Say how many of the lines below include the word "ValidationResult", and write nothing else.

Dataset entries:
● ● ● ● ● ● ●

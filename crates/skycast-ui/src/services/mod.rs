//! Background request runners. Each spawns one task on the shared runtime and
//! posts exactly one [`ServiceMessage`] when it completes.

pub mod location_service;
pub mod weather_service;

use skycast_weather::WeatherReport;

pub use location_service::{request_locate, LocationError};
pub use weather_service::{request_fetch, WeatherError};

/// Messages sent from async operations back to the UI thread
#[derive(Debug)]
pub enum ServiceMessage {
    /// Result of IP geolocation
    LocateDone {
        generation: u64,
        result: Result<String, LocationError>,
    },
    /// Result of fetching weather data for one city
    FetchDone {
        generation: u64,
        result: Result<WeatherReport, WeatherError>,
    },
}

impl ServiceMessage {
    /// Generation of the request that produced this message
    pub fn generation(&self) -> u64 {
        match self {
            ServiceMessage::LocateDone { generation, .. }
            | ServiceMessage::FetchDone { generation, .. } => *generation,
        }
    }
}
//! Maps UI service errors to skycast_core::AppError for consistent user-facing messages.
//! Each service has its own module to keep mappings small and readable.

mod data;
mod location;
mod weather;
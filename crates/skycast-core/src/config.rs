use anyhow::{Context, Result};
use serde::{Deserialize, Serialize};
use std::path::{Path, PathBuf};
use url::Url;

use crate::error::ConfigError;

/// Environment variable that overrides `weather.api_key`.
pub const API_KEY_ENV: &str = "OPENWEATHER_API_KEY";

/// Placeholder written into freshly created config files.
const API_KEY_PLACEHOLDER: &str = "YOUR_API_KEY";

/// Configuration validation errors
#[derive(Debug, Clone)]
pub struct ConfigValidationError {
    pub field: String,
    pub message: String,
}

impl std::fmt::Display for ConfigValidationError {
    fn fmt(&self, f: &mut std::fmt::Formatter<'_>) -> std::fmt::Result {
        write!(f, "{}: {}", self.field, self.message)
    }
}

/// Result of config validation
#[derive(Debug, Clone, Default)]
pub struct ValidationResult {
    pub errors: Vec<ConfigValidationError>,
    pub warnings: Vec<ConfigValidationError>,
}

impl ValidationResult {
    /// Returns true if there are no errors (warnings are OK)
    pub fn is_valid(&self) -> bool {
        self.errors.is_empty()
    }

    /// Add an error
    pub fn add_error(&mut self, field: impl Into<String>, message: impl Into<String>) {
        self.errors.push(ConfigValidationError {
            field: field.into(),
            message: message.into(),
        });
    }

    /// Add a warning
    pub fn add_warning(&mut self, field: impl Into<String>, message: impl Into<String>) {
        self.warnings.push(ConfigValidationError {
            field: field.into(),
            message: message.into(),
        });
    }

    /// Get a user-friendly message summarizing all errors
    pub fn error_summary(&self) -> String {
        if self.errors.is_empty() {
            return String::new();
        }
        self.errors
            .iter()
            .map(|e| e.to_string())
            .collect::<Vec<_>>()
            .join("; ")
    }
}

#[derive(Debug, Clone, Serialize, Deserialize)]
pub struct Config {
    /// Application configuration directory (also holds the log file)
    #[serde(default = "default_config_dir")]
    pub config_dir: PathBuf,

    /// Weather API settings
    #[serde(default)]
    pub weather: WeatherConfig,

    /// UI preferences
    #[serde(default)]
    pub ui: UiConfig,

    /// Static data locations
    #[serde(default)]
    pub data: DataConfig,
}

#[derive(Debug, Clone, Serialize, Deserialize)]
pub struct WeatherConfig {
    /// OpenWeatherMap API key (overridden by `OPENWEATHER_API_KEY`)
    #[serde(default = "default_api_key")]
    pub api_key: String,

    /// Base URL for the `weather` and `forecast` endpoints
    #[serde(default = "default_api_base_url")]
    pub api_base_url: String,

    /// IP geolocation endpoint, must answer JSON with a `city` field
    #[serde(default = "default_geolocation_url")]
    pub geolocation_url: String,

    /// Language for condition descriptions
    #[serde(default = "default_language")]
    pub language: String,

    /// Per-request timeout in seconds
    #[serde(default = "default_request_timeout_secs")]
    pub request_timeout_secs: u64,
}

● ● ● ● ● ● ●

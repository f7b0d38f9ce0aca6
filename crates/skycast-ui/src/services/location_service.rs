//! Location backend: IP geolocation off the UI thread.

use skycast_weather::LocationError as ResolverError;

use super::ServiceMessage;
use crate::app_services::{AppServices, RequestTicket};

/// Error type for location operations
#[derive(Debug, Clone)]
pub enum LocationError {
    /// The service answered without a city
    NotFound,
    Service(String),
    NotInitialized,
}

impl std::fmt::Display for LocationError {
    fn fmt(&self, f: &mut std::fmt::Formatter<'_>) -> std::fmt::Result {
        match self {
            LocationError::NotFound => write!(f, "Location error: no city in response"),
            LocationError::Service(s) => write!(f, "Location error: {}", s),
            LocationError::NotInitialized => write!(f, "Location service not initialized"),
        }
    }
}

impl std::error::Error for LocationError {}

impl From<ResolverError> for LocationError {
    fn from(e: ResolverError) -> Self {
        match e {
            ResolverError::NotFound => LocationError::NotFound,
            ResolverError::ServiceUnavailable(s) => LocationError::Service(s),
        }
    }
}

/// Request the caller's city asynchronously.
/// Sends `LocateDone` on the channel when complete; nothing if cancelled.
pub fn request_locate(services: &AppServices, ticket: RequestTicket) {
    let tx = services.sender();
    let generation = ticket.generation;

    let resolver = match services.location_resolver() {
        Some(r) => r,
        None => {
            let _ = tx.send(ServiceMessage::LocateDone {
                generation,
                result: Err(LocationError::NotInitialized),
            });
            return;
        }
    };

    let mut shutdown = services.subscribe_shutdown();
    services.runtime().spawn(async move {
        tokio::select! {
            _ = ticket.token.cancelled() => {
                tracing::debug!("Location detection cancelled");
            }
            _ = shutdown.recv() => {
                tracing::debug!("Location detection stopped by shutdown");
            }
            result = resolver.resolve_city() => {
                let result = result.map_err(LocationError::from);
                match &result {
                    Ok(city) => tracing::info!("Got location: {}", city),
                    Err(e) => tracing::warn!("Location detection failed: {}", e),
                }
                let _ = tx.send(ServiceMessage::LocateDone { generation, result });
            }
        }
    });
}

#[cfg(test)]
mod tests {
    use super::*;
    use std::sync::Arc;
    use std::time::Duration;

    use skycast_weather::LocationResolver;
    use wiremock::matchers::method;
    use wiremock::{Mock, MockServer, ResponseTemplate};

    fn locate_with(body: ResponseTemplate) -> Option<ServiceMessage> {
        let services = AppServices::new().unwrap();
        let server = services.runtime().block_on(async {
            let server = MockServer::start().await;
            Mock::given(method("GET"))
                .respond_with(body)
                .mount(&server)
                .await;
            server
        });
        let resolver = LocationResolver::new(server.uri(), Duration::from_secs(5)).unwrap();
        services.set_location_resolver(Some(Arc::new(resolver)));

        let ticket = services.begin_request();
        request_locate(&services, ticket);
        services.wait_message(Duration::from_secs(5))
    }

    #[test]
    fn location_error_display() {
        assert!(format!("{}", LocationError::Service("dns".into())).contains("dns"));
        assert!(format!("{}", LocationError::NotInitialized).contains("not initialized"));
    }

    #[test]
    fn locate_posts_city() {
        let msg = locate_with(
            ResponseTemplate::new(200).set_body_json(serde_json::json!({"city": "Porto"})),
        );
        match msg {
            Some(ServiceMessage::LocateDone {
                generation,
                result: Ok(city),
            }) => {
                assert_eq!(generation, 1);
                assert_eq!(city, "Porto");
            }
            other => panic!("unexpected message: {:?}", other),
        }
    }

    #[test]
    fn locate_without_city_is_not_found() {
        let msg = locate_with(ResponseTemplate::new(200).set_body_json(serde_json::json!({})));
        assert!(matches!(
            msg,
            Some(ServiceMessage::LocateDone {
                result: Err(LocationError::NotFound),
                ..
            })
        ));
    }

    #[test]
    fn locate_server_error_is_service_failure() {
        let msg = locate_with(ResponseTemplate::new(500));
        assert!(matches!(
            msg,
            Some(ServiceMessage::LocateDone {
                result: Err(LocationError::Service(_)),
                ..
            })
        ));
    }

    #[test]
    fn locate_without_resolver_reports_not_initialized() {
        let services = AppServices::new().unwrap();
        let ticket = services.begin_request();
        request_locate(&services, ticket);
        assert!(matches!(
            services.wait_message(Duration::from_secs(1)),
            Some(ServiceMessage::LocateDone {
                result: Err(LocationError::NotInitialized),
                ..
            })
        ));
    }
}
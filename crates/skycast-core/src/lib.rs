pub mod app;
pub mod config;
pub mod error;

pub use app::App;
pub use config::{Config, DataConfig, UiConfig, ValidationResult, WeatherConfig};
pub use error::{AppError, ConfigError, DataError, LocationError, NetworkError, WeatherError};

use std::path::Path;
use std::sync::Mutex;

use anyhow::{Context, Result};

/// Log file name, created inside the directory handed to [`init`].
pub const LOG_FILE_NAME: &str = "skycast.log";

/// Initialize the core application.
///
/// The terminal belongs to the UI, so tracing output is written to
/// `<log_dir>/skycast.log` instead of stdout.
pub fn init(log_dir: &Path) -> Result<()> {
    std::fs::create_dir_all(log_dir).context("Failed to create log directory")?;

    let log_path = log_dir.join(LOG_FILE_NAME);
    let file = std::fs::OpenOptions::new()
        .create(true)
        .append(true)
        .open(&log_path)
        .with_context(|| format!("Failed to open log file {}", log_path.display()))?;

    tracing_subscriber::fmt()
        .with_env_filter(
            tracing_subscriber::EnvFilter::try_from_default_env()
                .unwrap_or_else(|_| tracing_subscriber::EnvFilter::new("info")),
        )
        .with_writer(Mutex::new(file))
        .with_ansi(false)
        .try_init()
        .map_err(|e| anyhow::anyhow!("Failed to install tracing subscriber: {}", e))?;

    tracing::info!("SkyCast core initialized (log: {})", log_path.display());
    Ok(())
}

● ● ● ● ● ● ●

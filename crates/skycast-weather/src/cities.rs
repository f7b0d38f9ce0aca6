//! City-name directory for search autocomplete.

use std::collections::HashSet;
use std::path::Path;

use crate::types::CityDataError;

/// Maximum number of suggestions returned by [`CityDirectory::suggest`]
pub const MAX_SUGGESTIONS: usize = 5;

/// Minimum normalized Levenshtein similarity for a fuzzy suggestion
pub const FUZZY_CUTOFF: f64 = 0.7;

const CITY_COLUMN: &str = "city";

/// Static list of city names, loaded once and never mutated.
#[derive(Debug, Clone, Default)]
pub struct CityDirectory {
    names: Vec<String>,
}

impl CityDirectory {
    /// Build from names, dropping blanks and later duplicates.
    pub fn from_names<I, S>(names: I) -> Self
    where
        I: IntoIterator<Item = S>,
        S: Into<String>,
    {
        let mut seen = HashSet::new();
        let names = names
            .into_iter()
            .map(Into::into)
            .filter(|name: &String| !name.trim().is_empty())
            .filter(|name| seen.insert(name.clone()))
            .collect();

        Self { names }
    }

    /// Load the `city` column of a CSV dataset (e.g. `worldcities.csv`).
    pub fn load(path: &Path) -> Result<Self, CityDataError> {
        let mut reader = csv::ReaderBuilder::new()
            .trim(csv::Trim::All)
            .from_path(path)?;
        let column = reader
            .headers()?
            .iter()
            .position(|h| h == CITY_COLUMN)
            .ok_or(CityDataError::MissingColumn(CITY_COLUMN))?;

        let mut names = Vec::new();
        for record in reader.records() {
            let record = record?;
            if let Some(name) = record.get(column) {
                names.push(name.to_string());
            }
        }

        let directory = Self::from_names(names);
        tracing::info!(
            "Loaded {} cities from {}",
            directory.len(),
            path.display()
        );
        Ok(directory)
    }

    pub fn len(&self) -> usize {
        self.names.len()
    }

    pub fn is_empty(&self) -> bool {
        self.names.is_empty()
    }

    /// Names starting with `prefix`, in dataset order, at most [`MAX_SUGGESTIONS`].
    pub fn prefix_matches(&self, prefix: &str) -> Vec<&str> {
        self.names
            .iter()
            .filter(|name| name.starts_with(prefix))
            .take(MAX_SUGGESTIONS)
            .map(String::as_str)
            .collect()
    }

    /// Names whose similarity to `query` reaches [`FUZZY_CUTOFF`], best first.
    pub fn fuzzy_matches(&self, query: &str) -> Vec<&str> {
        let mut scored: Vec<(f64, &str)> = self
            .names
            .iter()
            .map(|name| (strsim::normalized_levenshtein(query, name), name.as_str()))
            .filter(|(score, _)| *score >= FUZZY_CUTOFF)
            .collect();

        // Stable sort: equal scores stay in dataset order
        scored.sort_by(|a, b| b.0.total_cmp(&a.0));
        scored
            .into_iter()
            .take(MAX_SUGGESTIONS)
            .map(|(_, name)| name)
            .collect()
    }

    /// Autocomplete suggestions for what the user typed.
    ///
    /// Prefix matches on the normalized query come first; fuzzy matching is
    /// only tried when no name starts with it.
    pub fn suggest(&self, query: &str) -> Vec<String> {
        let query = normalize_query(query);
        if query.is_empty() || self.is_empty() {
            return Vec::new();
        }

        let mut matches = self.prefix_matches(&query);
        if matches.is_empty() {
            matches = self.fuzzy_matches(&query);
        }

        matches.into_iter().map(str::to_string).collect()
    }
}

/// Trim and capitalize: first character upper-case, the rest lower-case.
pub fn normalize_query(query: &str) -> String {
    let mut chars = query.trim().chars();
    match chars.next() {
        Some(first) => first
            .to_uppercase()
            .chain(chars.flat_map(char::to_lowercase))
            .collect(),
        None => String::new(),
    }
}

● ● ● ● ● ● ●

- RESPONSE -
3